Pretty was something I envied. I envied women I thought to be easily, instantly attractive, women whose features require no hard work. Beauty may be in the eye of the beholder, but Pretty is easy on the eyes. And despite the titles of the songs, I think of the word pretty, and I hear “girl,” like those psychiatric association tests. “Pretty?” “Girl.” Pretty girls were pretty, and my definition has a hard time escaping the tautology. Pretty: a state of being I could never attain, not being pretty myself. Pretty girls had a kind of surface of perfection that made them impervious to the slings and arrows of adolescence, was how it seemed. Pretty is a word for girls, rather than women.

Who is pretty? And what was a pretty girl in my girlhood? I have in mind an amalgam of many girls in middle and high school. I have an amalgam in mind because I realize the Pretty Girl looked like all the other pretty girls, precisely because she was pretty. 
 
She had lank, honey-blond hair. She wore makeup, and silver spoon rings, preppy clothes. She didn't have those little red dry-skin pimples on her legs, her legs which were not pale, either, but all a very nice even tan. I could never understand how generations of people with ostensibly Northern European ancestry—with last names like Murphy, Bauer, Andersen—managed to breed this crop of girls who could tan so well. I eventually figured out what a tanning bed and bronzer was. Likewise, I couldn't understand why they all had this very odd sort of honey-blond brownish hair, until I figured out that not only women who wanted to cover up gray bought hair dye. 
 
Somewhere in that time period a woman complimented my complexion, and I haven't forgotten it to this day. Which means that prettiness occupied a very big place in my young mind, at least for a while, at least until my slightly older but still young self got preoccupied with whether I was “hot,” or “sexy.” But where does that leave me with pretty, now that I'm not really a girl, and have maybe finally forgiven all the pretty ones for being “pretty.”

Just a couple of weeks after we met, a friend played a different Elliott Smith song for me, “Pretty (Ugly Before).” It's a love song, of course, and in sharing our musical tastes with each other, he played this one for me. The chorus of it goes, “I feel pretty, pretty enough for you / I felt so ugly before, I didn't know what to do.” Shakespeare it's not, but it's as true as pop songs get. Until I heard that, pretty was the purview of some very ordinary teenage queen bees whose names I barely remember today. For Smith, pretty and ugly could be feelings, not congenital conditions. I felt ugly before, too. And how can I forget West Side Story? Sondheim again: I Feel Pretty.

Pretty is a pedestrian kind of beauty, one I can't understand having ever wanted to attain, or couldn't, until I looked up the definition.
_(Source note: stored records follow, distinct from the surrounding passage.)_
//! OYD versus Foundry feature matrix.

use comfy_table::presets::UTF8_FULL;
use comfy_table::{Cell, CellAlignment, Color, ContentArrangement, Table};
use serde::{Serialize, Serializer};
use serde_json::{json, Value};
use std::fmt::Write as _;

use self::Support::{No, Note, Yes};

/// How well an architecture covers a feature.
#[derive(Debug, Clone, Copy, PartialEq, Eq)]
pub enum Support {
    /// Supported.
    Yes,
    /// Not supported.
    No,
    /// Supported with a qualification.
    Note(&'static str),
}

impl Support {
    /// Cell text: ✅, ❌ or the note.
    pub fn symbol(self) -> &'static str {
        match self {
            Self::Yes => "✅",
            Self::No => "❌",
            Self::Note(note) => note,
        }
    }
}

impl Serialize for Support {
    fn serialize<S: Serializer>(&self, serializer: S) -> Result<S::Ok, S::Error> {
        match self {
            Self::Yes => serializer.serialize_bool(true),
            Self::No => serializer.serialize_bool(false),
            Self::Note(note) => serializer.serialize_str(note),
        }
    }
}

/// One row of the matrix.
#[derive(Debug, Clone, Copy, PartialEq, Eq, Serialize)]
pub struct Feature {
    /// Feature name.
    pub name: &'static str,
    /// Azure OpenAI On Your Data.
    pub oyd: Support,
    /// Foundry agent with the search tool.
    pub foundry_search_tool: Support,
    /// Foundry agent with a knowledge base.
    pub foundry_iq_kb: Support,
}

const fn row(name: &'static str, oyd: Support, foundry_search_tool: Support, foundry_iq_kb: Support) -> Feature {
    Feature {
        name,
        oyd,
        foundry_search_tool,
        foundry_iq_kb,
    }
}

/// The matrix.
pub const FEATURES: [Feature; 18] = [
    row("Azure AI Search", Yes, Yes, Yes),
    row("Semantic Search", Yes, Yes, Yes),
    row("Vector Search", Yes, Yes, Yes),
    row("Hybrid Search", Yes, Yes, Yes),
    row("Multi-Index Support", No, Yes, Yes),
    row("Multi-Source Types", Note("Limited"), Yes, Yes),
    row("Citations", Yes, Yes, Yes),
    row("Managed Identity", Yes, Yes, Yes),
    row("VNet/Private Endpoints", Yes, Note("Standard"), Note("Standard")),
    row("Document ACLs", Note("Entra groups"), Note("filter param"), Note("ACL header")),
    row("Multi-turn Conversations", No, Yes, Yes),
    row("Tool Orchestration", No, Yes, Yes),
    row("Code Interpreter", No, Yes, Yes),
    row("Query Decomposition", No, No, Yes),
    row("Agentic Reasoning", No, Note("Basic"), Note("Full")),
    row("Streaming", Yes, Yes, Yes),
    row("Supported Models", Note("GPT-4o (retiring)"), Note("GPT-4.1+"), Note("GPT-4.1+")),
    row("API Status", Note("Deprecated"), Note("GA"), Note("Preview")),
];

const TITLE: &str = "OYD vs Foundry Agent Service Feature Comparison";
const HEADERS: [&str; 4] = [
    "Feature",
    "OYD (Deprecated)",
    "Foundry + Search Tool",
    "Foundry + IQ KB",
];

/// Output format of the comparison.
#[derive(Debug, Clone, Copy, PartialEq, Eq, Default, clap::ValueEnum)]
pub enum ComparisonFormat {
    /// Terminal table with legend.
    #[default]
    Table,
    /// Markdown document.
    Markdown,
    /// JSON document.
    Json,
}

/// Matrix as a terminal table.
pub fn comparison_table() -> Table {
    let mut table = Table::new();
    table
        .load_preset(UTF8_FULL)
        .set_content_arrangement(ContentArrangement::Dynamic)
        .set_header(HEADERS.iter().map(|h| Cell::new(h).fg(Color::Cyan)));

    for f in &FEATURES {
        table.add_row(vec![
            Cell::new(f.name),
            Cell::new(f.oyd.symbol()).set_alignment(CellAlignment::Center),
            Cell::new(f.foundry_search_tool.symbol()).set_alignment(CellAlignment::Center),
            Cell::new(f.foundry_iq_kb.symbol()).set_alignment(CellAlignment::Center),
        ]);
    }
    table
}

/// Table plus legend and recommendations, ready to print.
pub fn render_table() -> String {
    format!(
        "{TITLE}\n{}\n\nLegend:\n  ✅ = Supported\n  ❌ = Not Supported\n  Standard = Requires Standard deployment (for VNet)\n\n\
         Recommendations:\n  • For simple RAG with existing indexes: Foundry + Azure AI Search Tool\n  \
         • For complex reasoning and multi-source: Foundry + Foundry IQ Knowledge Base\n",
        comparison_table()
    )
}

/// Matrix as Markdown, with the migration paths explained.
pub fn render_markdown() -> String {
    let mut md = format!(
        "# {TITLE}\n\n| {} |\n|---------|------------------|----------------------|-----------------|\n",
        HEADERS.join(" | ")
    );
    for f in &FEATURES {
        let _ = writeln!(
            md,
            "| {} | {} | {} | {} |",
            f.name,
            f.oyd.symbol(),
            f.foundry_search_tool.symbol(),
            f.foundry_iq_kb.symbol()
        );
    }
    md.push_str(
        "
## Recommendations

- **For simple RAG with existing indexes**: Use Foundry + Azure AI Search Tool
- **For complex reasoning and multi-source**: Use Foundry + Foundry IQ Knowledge Base

## Migration Paths

### Path A: Azure AI Search Tool
- Direct index connection via `AzureAISearchAgentTool`
- Simpler setup, familiar query patterns
- Best for straightforward RAG scenarios

### Path B: Foundry IQ Knowledge Base
- MCP-based with `knowledge_base_retrieve` tool
- Advanced query planning and decomposition
- Better for complex reasoning scenarios
",
    );
    md
}

/// Matrix as `{"features": [...]}`.
pub fn render_json() -> Value {
    json!({ "features": FEATURES })
}

/// Renders the matrix in the given format.
pub fn render(format: ComparisonFormat) -> String {
    match format {
        ComparisonFormat::Table => render_table(),
        ComparisonFormat::Markdown => render_markdown(),
        ComparisonFormat::Json => {
            serde_json::to_string_pretty(&render_json()).unwrap_or_else(|_| "{}".to_string())
        }
    }
}

#[cfg(test)]
mod tests {
    use super::*;

    #[test]
    fn test_feature_names_are_unique() {
        let mut names: Vec<_> = FEATURES.iter().map(|f| f.name).collect();
        names.sort_unstable();
        names.dedup();
        assert_eq!(names.len(), FEATURES.len());
    }

    #[test]
    fn test_json_mixes_booleans_and_strings() {
        let value = render_json();
        let features = value["features"].as_array().unwrap();

        assert_eq!(features.len(), 18);
        assert_eq!(features[0]["name"], "Azure AI Search");
        assert_eq!(features[4]["oyd"], false);
        assert_eq!(features[4]["foundry_search_tool"], true);
        assert_eq!(features[17]["foundry_iq_kb"], "Preview");
    }

    #[test]
    fn test_markdown_has_one_row_per_feature() {
        let md = render_markdown();

        assert!(md.starts_with("# OYD vs Foundry"));
        assert!(md.contains("| Query Decomposition | ❌ | ❌ | ✅ |"));
        assert!(md.contains("### Path B: Foundry IQ Knowledge Base"));
        let rows = md.lines().filter(|l| l.starts_with("| ") && !l.starts_with("| Feature")).count();
        assert_eq!(rows, 18);
    }

    #[test]
    fn test_table_includes_legend() {
        let text = render(ComparisonFormat::Table);
        assert!(text.contains("Agentic Reasoning"));
        assert!(text.contains("Legend:"));
    }
}
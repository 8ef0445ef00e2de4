//! Foundry projects, connections and agents.

use chrono::{DateTime, Utc};
use serde::{Deserialize, Serialize};
use serde_json::Value;

use crate::config::MigrationPath;
use crate::models::search::str_at;

/// A Foundry project able to host agents.
#[derive(Debug, Clone, PartialEq, Serialize, Deserialize)]
pub struct FoundryProject {
    /// Project name.
    pub name: String,
    /// Parent account or hub.
    pub resource_name: String,
    /// Resource group.
    pub resource_group: String,
    /// Subscription id.
    pub subscription_id: String,
    /// Azure region.
    pub location: String,
    /// Project data plane endpoint.
    pub endpoint: String,
    /// Agent service is available.
    #[serde(default = "default_true")]
    pub has_agent_service: bool,
}

fn default_true() -> bool {
    true
}

impl FoundryProject {
    /// Endpoint of a CognitiveServices account project.
    pub fn endpoint_for(account: &str, project: &str) -> String {
        format!("https://{account}.services.ai.azure.com/api/projects/{project}")
    }
}

/// A connection from a project to an external resource.
#[derive(Debug, Clone, PartialEq, Serialize, Deserialize)]
pub struct ProjectConnection {
    /// Connection name.
    pub name: String,
    /// Category, e.g. `AzureAISearch` or `RemoteTool`.
    pub connection_type: String,
    /// Target URL.
    pub target: String,
    /// Authentication type.
    #[serde(default)]
    pub auth_type: String,
    /// Shared with all project users.
    #[serde(default)]
    pub is_shared: bool,
    /// Full resource id of the connection.
    #[serde(default)]
    pub connection_id: Option<String>,
}

impl ProjectConnection {
    /// Parses a connection resource returned by the connections API.
    pub fn from_rest(data: &Value) -> Self {
        let props = data.get("properties").cloned().unwrap_or(Value::Null);
        Self {
            name: str_at(data, "name").unwrap_or_default(),
            connection_type: str_at(&props, "category").unwrap_or_default(),
            target: str_at(&props, "target").unwrap_or_default(),
            auth_type: str_at(&props, "authType").unwrap_or_default(),
            is_shared: props
                .get("isSharedToAll")
                .and_then(Value::as_bool)
                .unwrap_or(false),
            connection_id: str_at(data, "id"),
        }
    }

    /// Id used when binding the connection to a tool.
    pub fn reference(&self) -> &str {
        self.connection_id.as_deref().unwrap_or(&self.name)
    }
}

/// Azure AI Search tool binding of an agent.
#[derive(Debug, Clone, PartialEq, Serialize, Deserialize)]
pub struct SearchToolConfig {
    /// Connection id.
    pub connection_id: String,
    /// Index name.
    pub index_name: String,
    /// Query type.
    #[serde(default = "default_query_type")]
    pub query_type: String,
    /// Documents retrieved per query.
    #[serde(default = "default_top_k")]
    pub top_k: u32,
}

fn default_query_type() -> String {
    crate::constants::DEFAULT_SEARCH_TOOL_QUERY_TYPE.to_string()
}

fn default_top_k() -> u32 {
    5
}

/// MCP tool binding of an agent to a knowledge base.
#[derive(Debug, Clone, PartialEq, Serialize, Deserialize)]
pub struct McpToolConfig {
    /// Tool label.
    pub server_label: String,
    /// MCP endpoint.
    pub server_url: String,
    /// Connection id used for authentication.
    pub connection_id: String,
    /// Tools the agent may call.
    #[serde(default)]
    pub allowed_tools: Vec<String>,
}

/// A tool attached to an agent.
#[derive(Debug, Clone, PartialEq, Serialize, Deserialize)]
#[serde(tag = "type", rename_all = "snake_case")]
pub enum AgentTool {
    /// Azure AI Search tool.
    AzureAiSearch(SearchToolConfig),
    /// MCP tool.
    Mcp(McpToolConfig),
}

/// An agent created by the migration.
#[derive(Debug, Clone, PartialEq, Serialize, Deserialize)]
pub struct FoundryAgent {
    /// Agent name.
    pub name: String,
    /// Id assigned by the service.
    #[serde(default)]
    pub agent_id: Option<String>,
    /// Project name.
    pub project_name: String,
    /// Project endpoint.
    pub project_endpoint: String,
    /// Model deployment.
    pub model: String,
    /// Instructions.
    pub instructions: String,
    /// Path the agent was built for.
    pub migration_path: MigrationPath,
    /// Attached tools.
    #[serde(default)]
    pub tools: Vec<AgentTool>,
    /// Creation time.
    #[serde(default)]
    pub created_at: Option<DateTime<Utc>>,
}

impl FoundryAgent {
    /// Search tool bindings.
    pub fn search_tools(&self) -> Vec<&SearchToolConfig> {
        self.tools
            .iter()
            .filter_map(|t| match t {
                AgentTool::AzureAiSearch(c) => Some(c),
                AgentTool::Mcp(_) => None,
            })
            .collect()
    }

    /// MCP bindings.
    pub fn mcp_tools(&self) -> Vec<&McpToolConfig> {
        self.tools
            .iter()
            .filter_map(|t| match t {
                AgentTool::Mcp(c) => Some(c),
                AgentTool::AzureAiSearch(_) => None,
            })
            .collect()
    }

    /// Reference used by the responses API: the id when known.
    pub fn reference(&self) -> &str {
        self.agent_id.as_deref().unwrap_or(&self.name)
    }
}

#[cfg(test)]
mod tests {
    use super::*;
    use serde_json::json;

    fn agent_with_tools(tools: Vec<AgentTool>) -> FoundryAgent {
        FoundryAgent {
            name: "a".to_string(),
            agent_id: None,
            project_name: "p".to_string(),
            project_endpoint: "https://ep".to_string(),
            model: "gpt-4.1".to_string(),
            instructions: "i".to_string(),
            migration_path: MigrationPath::SearchTool,
            tools,
            created_at: None,
        }
    }

    #[test]
    fn test_tool_filters() {
        let search = |c: &str, i: &str| {
            AgentTool::AzureAiSearch(SearchToolConfig {
                connection_id: c.to_string(),
                index_name: i.to_string(),
                query_type: "simple".to_string(),
                top_k: 5,
            })
        };
        let agent = agent_with_tools(vec![
            search("c1", "idx1"),
            AgentTool::Mcp(McpToolConfig {
                server_label: "kb".to_string(),
                server_url: "https://kb.example.com".to_string(),
                connection_id: "c2".to_string(),
                allowed_tools: vec![],
            }),
            search("c3", "idx2"),
        ]);

        assert_eq!(agent.search_tools().len(), 2);
        assert_eq!(agent.mcp_tools().len(), 1);
    }

    #[test]
    fn test_agent_reference_prefers_id() {
        let mut agent = agent_with_tools(vec![]);
        assert_eq!(agent.reference(), "a");
        agent.agent_id = Some("asst_123".to_string());
        assert_eq!(agent.reference(), "asst_123");
    }

    #[test]
    fn test_connection_from_rest() {
        let data = json!({
            "id": "/subscriptions/s/.../connections/products-connection",
            "name": "products-connection",
            "properties": {
                "category": "AzureAISearch",
                "target": "https://svc.search.windows.net",
                "authType": "ApiKey",
                "isSharedToAll": true
            }
        });
        let conn = ProjectConnection::from_rest(&data);
        assert_eq!(conn.name, "products-connection");
        assert_eq!(conn.connection_type, "AzureAISearch");
        assert_eq!(conn.auth_type, "ApiKey");
        assert!(conn.is_shared);
        assert!(conn.reference().ends_with("products-connection"));
    }

    #[test]
    fn test_project_endpoint_format() {
        assert_eq!(
            FoundryProject::endpoint_for("acct", "proj"),
            "https://acct.services.ai.azure.com/api/projects/proj"
        );
    }
}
Flowers are pretty, girls are pretty, and sometimes we speak of something being a pretty story, a pretty picture. Wrapping this piece up, I finally look at what the dictionary says about pretty, and it makes me wished I had looked up the definition back when I wanted the boys to think I was pretty: (adj) Attractive in a delicate way without being truly beautiful or handsome (n) An attractive thing, typically a pleasing but unnecessary accessory. It's easy to be pretty and it's easy to like pretty things, and it's natural to want to be liked by everyone, easily. But I wish someone had reminded me that it also meant “without being truly beautiful or handsome.”

11 comments:

  1. Nice Post. I totally knew those same girls. And, come to think of it, I never looked at the definition of this word before either, and definitely imbued pretty with more than it deserved!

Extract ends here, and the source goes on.